- **The problem**: Whenever a line of the entries below holds the string "OutputFormat", copy that line and return it.

- **Data**:
◆ ◆ ◆ ◆
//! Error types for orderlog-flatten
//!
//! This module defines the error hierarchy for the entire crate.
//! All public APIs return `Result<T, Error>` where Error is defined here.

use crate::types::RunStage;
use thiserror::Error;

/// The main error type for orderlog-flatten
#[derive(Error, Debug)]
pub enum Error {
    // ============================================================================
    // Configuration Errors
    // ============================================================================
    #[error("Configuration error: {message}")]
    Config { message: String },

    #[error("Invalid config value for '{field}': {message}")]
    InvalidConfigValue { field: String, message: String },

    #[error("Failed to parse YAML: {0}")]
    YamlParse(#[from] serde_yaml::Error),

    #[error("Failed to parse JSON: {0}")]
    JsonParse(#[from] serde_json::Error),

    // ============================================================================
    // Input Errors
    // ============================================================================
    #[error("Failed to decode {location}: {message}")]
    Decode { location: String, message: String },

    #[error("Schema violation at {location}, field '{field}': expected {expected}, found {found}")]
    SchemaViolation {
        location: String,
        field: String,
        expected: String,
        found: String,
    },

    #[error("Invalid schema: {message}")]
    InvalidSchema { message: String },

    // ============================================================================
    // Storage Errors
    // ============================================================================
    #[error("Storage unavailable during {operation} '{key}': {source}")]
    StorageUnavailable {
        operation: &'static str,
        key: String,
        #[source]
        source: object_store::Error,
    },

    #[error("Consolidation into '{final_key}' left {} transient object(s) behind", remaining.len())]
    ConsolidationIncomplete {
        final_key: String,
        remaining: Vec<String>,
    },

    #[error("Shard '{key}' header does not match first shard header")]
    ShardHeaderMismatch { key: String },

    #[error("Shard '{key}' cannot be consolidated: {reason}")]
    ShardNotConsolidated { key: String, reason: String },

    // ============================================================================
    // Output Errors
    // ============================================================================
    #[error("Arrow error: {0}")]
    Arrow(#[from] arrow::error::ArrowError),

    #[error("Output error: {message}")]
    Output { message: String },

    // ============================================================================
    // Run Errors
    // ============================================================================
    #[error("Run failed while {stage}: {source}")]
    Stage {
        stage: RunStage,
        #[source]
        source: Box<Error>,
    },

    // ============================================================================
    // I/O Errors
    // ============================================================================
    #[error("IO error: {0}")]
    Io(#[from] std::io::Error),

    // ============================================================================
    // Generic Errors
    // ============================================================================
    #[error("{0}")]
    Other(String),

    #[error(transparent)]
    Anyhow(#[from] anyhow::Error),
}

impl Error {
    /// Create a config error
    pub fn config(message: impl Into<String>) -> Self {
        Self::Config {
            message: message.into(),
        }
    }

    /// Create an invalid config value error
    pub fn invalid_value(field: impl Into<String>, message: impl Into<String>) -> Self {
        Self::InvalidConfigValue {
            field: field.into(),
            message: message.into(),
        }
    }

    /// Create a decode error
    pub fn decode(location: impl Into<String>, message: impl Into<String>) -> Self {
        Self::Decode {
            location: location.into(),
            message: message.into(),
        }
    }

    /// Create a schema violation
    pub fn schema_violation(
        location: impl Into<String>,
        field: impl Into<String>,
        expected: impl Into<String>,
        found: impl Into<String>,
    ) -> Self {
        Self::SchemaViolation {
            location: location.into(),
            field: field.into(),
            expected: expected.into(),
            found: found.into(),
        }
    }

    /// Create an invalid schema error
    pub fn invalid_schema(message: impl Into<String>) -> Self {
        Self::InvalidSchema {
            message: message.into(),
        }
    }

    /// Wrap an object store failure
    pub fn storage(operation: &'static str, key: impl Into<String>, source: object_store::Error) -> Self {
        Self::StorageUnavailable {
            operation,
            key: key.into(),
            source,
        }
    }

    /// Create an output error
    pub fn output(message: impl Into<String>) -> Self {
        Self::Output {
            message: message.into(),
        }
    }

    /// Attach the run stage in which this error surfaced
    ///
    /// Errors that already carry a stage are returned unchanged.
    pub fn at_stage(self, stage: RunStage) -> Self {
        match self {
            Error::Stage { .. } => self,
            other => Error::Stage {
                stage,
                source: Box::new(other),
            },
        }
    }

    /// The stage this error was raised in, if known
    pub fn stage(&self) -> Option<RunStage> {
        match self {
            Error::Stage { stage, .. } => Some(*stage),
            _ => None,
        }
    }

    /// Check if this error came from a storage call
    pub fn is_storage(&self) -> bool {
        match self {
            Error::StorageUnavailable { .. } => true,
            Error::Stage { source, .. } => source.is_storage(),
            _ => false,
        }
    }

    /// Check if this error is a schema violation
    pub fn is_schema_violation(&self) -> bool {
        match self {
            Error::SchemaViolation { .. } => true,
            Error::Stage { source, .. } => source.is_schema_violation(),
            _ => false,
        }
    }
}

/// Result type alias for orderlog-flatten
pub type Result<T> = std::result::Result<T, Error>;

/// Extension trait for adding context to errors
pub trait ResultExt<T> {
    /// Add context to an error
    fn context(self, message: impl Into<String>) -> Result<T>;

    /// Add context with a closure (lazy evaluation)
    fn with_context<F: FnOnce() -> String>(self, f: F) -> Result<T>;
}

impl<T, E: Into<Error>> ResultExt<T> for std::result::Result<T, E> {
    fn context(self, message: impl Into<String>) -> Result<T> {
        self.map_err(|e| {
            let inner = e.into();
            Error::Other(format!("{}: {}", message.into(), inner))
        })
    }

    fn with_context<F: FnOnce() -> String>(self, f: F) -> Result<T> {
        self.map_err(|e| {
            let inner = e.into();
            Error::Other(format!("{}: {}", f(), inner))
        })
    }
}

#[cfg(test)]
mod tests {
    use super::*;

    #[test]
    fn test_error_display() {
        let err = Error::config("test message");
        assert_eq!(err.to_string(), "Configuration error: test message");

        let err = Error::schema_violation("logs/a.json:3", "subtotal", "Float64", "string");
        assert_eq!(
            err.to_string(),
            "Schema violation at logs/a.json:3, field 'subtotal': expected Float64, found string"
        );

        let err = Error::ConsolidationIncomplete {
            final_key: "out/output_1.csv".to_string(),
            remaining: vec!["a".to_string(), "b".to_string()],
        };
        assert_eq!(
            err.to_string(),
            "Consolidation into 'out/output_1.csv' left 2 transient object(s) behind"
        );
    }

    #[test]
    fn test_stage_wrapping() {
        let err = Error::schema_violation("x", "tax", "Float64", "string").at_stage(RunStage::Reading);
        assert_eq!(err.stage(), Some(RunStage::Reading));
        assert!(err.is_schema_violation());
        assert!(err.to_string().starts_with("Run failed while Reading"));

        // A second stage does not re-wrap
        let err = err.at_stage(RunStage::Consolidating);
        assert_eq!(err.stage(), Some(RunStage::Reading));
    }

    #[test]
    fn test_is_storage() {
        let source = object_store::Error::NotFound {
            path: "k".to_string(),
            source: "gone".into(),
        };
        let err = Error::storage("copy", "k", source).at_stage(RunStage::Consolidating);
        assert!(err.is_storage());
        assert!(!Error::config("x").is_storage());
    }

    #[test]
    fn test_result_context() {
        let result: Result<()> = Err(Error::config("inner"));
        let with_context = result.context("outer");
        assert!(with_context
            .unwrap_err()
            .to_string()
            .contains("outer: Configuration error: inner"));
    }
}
◆ ◆ ◆ ◆
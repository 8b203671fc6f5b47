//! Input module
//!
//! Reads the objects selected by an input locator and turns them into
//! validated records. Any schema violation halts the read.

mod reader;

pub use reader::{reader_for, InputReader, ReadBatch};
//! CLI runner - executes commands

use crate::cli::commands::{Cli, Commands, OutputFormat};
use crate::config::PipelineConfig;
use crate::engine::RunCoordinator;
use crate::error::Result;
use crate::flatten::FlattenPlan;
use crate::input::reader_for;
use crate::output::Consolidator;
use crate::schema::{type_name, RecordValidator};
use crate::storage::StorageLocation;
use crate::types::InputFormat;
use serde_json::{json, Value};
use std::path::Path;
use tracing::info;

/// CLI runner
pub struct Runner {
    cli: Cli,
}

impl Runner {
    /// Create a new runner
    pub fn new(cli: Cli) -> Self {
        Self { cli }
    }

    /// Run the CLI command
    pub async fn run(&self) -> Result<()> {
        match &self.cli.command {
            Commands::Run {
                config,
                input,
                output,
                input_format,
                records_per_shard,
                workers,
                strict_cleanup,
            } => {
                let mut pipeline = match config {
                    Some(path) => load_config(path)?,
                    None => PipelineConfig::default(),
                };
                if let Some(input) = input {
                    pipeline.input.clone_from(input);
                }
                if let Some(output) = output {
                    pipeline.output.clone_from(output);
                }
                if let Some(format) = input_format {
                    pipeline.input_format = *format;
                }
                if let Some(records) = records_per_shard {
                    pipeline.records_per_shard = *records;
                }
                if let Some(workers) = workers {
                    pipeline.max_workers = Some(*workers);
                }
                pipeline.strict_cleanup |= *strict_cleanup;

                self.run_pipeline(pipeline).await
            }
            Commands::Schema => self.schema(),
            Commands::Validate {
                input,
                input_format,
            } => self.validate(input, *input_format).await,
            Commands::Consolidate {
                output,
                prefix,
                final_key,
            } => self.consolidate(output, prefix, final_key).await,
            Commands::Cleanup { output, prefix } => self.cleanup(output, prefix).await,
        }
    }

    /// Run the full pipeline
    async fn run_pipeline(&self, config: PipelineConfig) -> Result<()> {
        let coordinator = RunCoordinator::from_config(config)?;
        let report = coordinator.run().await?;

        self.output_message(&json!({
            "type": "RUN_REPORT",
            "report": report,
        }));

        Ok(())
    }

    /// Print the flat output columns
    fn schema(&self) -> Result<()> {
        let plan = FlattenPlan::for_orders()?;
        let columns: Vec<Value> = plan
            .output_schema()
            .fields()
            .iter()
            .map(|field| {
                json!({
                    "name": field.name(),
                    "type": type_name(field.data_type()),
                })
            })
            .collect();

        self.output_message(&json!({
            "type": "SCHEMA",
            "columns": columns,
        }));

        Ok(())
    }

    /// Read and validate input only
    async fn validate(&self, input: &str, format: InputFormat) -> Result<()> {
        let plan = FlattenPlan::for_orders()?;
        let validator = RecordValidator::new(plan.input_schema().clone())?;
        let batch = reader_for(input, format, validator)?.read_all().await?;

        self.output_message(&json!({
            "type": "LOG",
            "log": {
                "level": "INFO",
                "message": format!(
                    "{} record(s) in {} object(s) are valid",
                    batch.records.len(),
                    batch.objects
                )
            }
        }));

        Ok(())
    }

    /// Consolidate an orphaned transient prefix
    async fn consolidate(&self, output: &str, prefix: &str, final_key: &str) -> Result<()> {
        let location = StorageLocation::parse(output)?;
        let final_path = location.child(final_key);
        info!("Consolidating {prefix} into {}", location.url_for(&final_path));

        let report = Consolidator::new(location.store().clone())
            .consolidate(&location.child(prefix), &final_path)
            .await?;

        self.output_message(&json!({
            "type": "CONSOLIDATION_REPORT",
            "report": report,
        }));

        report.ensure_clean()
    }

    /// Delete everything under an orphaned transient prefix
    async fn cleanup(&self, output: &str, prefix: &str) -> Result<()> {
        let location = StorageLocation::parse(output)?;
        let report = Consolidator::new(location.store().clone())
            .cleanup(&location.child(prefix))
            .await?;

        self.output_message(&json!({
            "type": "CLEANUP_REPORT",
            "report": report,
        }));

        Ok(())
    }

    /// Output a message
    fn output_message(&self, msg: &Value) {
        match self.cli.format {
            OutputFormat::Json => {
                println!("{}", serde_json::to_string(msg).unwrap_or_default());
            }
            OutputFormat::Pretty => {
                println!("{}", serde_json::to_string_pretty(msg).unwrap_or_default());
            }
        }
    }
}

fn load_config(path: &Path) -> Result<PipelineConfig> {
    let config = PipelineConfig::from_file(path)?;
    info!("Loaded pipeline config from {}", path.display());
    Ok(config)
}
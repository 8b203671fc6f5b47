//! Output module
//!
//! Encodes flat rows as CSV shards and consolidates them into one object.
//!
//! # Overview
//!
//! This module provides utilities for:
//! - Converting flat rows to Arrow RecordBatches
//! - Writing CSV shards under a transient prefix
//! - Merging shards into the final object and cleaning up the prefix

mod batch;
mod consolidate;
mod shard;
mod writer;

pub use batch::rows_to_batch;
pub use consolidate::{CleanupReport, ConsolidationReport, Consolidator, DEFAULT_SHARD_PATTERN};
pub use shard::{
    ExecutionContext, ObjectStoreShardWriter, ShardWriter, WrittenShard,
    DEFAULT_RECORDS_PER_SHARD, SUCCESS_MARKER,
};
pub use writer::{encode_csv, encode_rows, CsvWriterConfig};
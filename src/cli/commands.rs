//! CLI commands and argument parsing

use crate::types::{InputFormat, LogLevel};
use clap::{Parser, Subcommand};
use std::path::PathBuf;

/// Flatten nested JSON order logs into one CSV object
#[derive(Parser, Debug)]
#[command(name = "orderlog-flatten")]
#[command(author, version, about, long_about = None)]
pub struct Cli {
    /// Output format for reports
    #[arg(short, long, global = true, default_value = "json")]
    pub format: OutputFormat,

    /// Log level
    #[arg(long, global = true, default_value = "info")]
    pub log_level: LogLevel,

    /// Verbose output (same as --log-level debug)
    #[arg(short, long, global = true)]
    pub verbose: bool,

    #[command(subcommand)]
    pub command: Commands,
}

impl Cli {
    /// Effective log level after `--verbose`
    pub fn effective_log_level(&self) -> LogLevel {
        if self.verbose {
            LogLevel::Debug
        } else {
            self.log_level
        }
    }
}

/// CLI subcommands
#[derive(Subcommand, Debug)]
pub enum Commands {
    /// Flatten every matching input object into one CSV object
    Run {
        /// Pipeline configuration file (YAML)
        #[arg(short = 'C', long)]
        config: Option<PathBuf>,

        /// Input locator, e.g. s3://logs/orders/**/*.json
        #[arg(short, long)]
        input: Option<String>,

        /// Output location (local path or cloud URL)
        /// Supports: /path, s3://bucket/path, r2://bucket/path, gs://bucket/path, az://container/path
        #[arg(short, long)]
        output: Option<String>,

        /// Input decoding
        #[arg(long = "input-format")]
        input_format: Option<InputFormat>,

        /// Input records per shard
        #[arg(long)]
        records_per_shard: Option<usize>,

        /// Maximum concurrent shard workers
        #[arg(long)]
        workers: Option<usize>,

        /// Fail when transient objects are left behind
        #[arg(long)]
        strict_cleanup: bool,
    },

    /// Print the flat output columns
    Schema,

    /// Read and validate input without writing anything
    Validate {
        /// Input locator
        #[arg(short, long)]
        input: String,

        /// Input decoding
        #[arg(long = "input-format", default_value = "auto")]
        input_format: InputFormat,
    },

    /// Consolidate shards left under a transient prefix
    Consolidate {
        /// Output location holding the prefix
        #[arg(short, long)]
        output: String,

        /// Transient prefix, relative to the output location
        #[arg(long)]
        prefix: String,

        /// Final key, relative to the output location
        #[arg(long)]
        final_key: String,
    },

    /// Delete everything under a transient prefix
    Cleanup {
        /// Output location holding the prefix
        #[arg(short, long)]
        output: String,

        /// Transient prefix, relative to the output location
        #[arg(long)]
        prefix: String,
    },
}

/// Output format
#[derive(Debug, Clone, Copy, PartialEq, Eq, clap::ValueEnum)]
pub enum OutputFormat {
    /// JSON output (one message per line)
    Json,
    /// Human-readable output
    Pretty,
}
◆ ◆ ◆ ◆
- **Answer to this task**:
use crate::cli::commands::{Cli, Commands, OutputFormat};
            OutputFormat::Json => {
            OutputFormat::Pretty => {
    pub format: OutputFormat,
pub enum OutputFormat {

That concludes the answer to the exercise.